Cape Taitō (太東崎, Taitōsaki) is a cape on the Pacific Ocean, in the city of Isumi, Chiba Prefecture, Japan. The cape is located at the very southern point of Kujūkuri Beach on the island of Honshu.

==Geography==
Cape Taitō is written as 太東岬 in Japanese. Cape Gyōbumi, Asahi, Chiba, is visible to the north; the mouth of the Isumi River and the streets of the city of Isumi are visible to the south. Much of the cape is open as a public park area, and it is part of Minami Bōsō Quasi-National Park.

==History==
Cape Taitō was significantly larger in the Edo period, but has shrunk due to marine erosion and the effects of the 1703 Genroku earthquake. Significant military facilities were built on the cape during World War II when it served as a military fortification. The Japanese Imperial Navy placed radar detection equipment on the cape to detect a possible American invasion by sea. The concrete base of the radar station, 7.8 m in diameter, remains near the lighthouse. The installation was abandoned after the war, and mostly disappeared into the Pacific Ocean due to marine erosion.

==Cape Taitō Lighthouse==
The cape is home to the Cape Taitō Lighthouse, which is 60 m high, and sits 100 m inland.
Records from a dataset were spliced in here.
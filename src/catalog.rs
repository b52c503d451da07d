//! Template kinds and where their trees live.
use log::debug;
use std::path::PathBuf;

use crate::constants::ARCHIVE_EXTENSION;

/// The kinds of project Tron can scaffold.
#[derive(Debug, Clone, Copy, PartialEq, Eq)]
pub enum TemplateKind {
    /// Plain JS/CSS/HTML application
    Basic,
    /// React application
    ReactApp,
}

impl TemplateKind {
    /// Name of the template directory for this kind.
    pub fn dir_name(&self) -> &'static str {
        match self {
            TemplateKind::Basic => "basic",
            TemplateKind::ReactApp => "react-app",
        }
    }

    /// File name of the archive staged for this kind.
    pub fn archive_name(&self) -> String {
        format!("{}.{ARCHIVE_EXTENSION}", self.dir_name())
    }
}

impl std::fmt::Display for TemplateKind {
    fn fmt(&self, f: &mut std::fmt::Formatter<'_>) -> std::fmt::Result {
        write!(f, "{}", self.dir_name())
    }
}

/// Maps a template kind to the root of its read-only template tree.
pub trait TemplateCatalog {
    /// Returns the template root for `kind`. The path is not checked for existence.
    fn resolve(&self, kind: TemplateKind) -> PathBuf;
}

/// Catalog backed by a directory holding one subdirectory per kind.
pub struct DirectoryCatalog {
    root: PathBuf,
}

impl DirectoryCatalog {
    pub fn new<P: Into<PathBuf>>(root: P) -> Self {
        Self { root: root.into() }
    }
}

impl TemplateCatalog for DirectoryCatalog {
    fn resolve(&self, kind: TemplateKind) -> PathBuf {
        let path = self.root.join(kind.dir_name());
        debug!("Using {kind} template from '{}'", path.display());
        path
    }
}
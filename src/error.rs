//! Error handling for the Tron application.
//! Defines the error kinds raised while scaffolding a project and the
//! process exit code each of them maps to.

use std::io;
use thiserror::Error;

/// Custom error types for Tron operations.
///
/// Every variant that can end a run carries its own exit code so scripts
/// driving the CLI can tell the failures apart.
#[derive(Error, Debug)]
pub enum Error {
    /// The template tree for the requested kind does not exist.
    #[error("Template directory '{template_dir}' does not exist.")]
    SourceMissing { template_dir: String },

    /// Packing the staged tree into an archive failed.
    #[error("Cannot create archive '{archive}': {reason}.")]
    ArchiveCreation { archive: String, reason: String },

    /// The unpack target already exists and will not be overwritten.
    #[error("Unable to create new project because directory '{destination}' already exists.")]
    DestinationExists { destination: String },

    /// The staging area could not be removed after the run.
    #[error("Failed to remove staging area '{staging_dir}': {source}.")]
    Cleanup {
        staging_dir: String,
        #[source]
        source: io::Error,
    },

    /// Represents errors that occur during configuration loading.
    #[error("Configuration error: {0}.")]
    ConfigError(String),

    /// Represents errors that occur while walking a directory tree.
    #[error("Cannot traverse '{path}': {reason}.")]
    WalkError { path: String, reason: String },

    /// Represents errors that occur during file system operations.
    #[error("IO error: {0}.")]
    IoError(#[from] io::Error),
}

impl Error {
    /// Process exit code reported for this error kind.
    pub fn exit_code(&self) -> i32 {
        match self {
            Error::IoError(_) => 1,
            Error::ConfigError(_) => 2,
            Error::SourceMissing { .. } => 3,
            Error::ArchiveCreation { .. } => 4,
            Error::DestinationExists { .. } => 5,
            Error::Cleanup { .. } => 6,
            Error::WalkError { .. } => 7,
        }
    }
}

/// Convenience type alias for Results with Error as the error type.
pub type Result<T> = std::result::Result<T, Error>;

/// Default error handler that prints the error and exits the program.
///
/// # Arguments
/// * `err` - The Error to handle
///
/// # Behavior
/// Prints the error message to stderr and exits with the kind's exit code
pub fn default_error_handler(err: Error) {
    eprintln!("{err}");
    std::process::exit(err.exit_code());
}
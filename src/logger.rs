/// Initialises `env_logger`: everything down to trace when verbose, warnings otherwise.
pub fn init_logger(verbose: bool) {
    env_logger::Builder::new()
        .filter_level(if verbose {
            log::LevelFilter::Trace
        } else {
            log::LevelFilter::Warn
        })
        .init();
}
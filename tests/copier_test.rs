use std::fs;
use std::path::Path;
use tempfile::TempDir;
use tron::copier::{CopyReport, TreeCopier};
use tron::error::Error;
use tron::policy::FailurePolicy;
use tron::rewriter::TokenRewriter;
use tron::walk::file_set;

fn write(root: &Path, relative: &str, content: &str) {
    let path = root.join(relative);
    fs::create_dir_all(path.parent().unwrap()).unwrap();
    fs::write(path, content).unwrap();
}

#[test_log::test]
fn test_copy_rewrites_names_and_keeps_content() {
    let source = TempDir::new().unwrap();
    let target = TempDir::new().unwrap();
    write(source.path(), "$appname/index.html.tmpl", "<html></html>");
    write(source.path(), "$appname/styles.css", "body {}");
    write(source.path(), "$appname/js/$appname.js", "run();");
    write(source.path(), "notes.tmpl", "keep me");

    let report =
        TreeCopier::default().copy_tree(source.path(), target.path(), "demo", true).unwrap();

    assert_eq!(report, CopyReport { files: 4, directories: 2 });
    assert_eq!(
        file_set(target.path()).unwrap(),
        vec![
            Path::new("demo/index.html").to_path_buf(),
            Path::new("demo/js/demo.js").to_path_buf(),
            Path::new("demo/styles.css").to_path_buf(),
            Path::new("notes.tmpl").to_path_buf(),
        ]
    );
    assert_eq!(fs::read_to_string(target.path().join("demo/index.html")).unwrap(), "<html></html>");
    assert_eq!(fs::read_to_string(target.path().join("notes.tmpl")).unwrap(), "keep me");
    assert!(!target.path().join("$appname").exists());
}

#[test]
fn test_copy_leaves_source_untouched() {
    let source = TempDir::new().unwrap();
    let target = TempDir::new().unwrap();
    write(source.path(), "$appname/index.html.tmpl", "<html></html>");
    let before = file_set(source.path()).unwrap();

    TreeCopier::default().copy_tree(source.path(), target.path(), "demo", true).unwrap();

    assert_eq!(file_set(source.path()).unwrap(), before);
}

#[test]
fn test_self_copy_is_noop() {
    let root = TempDir::new().unwrap();
    write(root.path(), "$appname/index.html.tmpl", "<html></html>");
    let before = file_set(root.path()).unwrap();

    let report = TreeCopier::default().copy_tree(root.path(), root.path(), "demo", true).unwrap();

    assert_eq!(report, CopyReport::default());
    assert_eq!(file_set(root.path()).unwrap(), before);
}

#[test]
fn test_non_recursive_copies_top_level_files_only() {
    let source = TempDir::new().unwrap();
    let target = TempDir::new().unwrap();
    write(source.path(), "$appname.txt.tmpl", "top");
    write(source.path(), "$appname/inner.txt", "inner");

    TreeCopier::default().copy_tree(source.path(), target.path(), "demo", false).unwrap();

    assert_eq!(file_set(target.path()).unwrap(), vec![Path::new("demo.txt").to_path_buf()]);
}

#[test]
fn test_copy_overwrites_existing_files() {
    let source = TempDir::new().unwrap();
    let target = TempDir::new().unwrap();
    write(source.path(), "$appname/styles.css", "new");
    write(target.path(), "demo/styles.css", "old");

    TreeCopier::default().copy_tree(source.path(), target.path(), "demo", true).unwrap();

    assert_eq!(fs::read_to_string(target.path().join("demo/styles.css")).unwrap(), "new");
}

#[test]
fn test_copy_creates_missing_target() {
    let source = TempDir::new().unwrap();
    let target = TempDir::new().unwrap();
    write(source.path(), "$appname/a.txt", "a");
    let nested = target.path().join("deep/er");

    TreeCopier::default().copy_tree(source.path(), &nested, "demo", true).unwrap();

    assert!(nested.join("demo/a.txt").is_file());
}

#[test]
fn test_missing_source_is_fatal_when_strict() {
    let temp_dir = TempDir::new().unwrap();
    let result = TreeCopier::default().copy_tree(
        temp_dir.path().join("missing"),
        temp_dir.path().join("out"),
        "demo",
        true,
    );

    assert!(matches!(result, Err(Error::SourceMissing { .. })));
}

#[test_log::test]
fn test_missing_source_is_reported_when_lenient() {
    let temp_dir = TempDir::new().unwrap();
    let copier = TreeCopier::new(TokenRewriter::default(), FailurePolicy::Lenient);
    let out = temp_dir.path().join("out");

    let report = copier.copy_tree(temp_dir.path().join("missing"), &out, "demo", true).unwrap();

    assert_eq!(report, CopyReport::default());
    assert!(out.is_dir());
    assert!(file_set(&out).unwrap().is_empty());
}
The original Cape Taitō Lighthouse was built in 1950 and lit in 1952. The current structure was built in 1972 to replace the original lighthouse, which was abandoned due to fear of marine erosion. The lighthouse is visible from approximately 41 km out to sea.

==Transportation==
The cape is located 4 km from the JR East Taitō Station, and is approximately 45 minutes by foot from the station.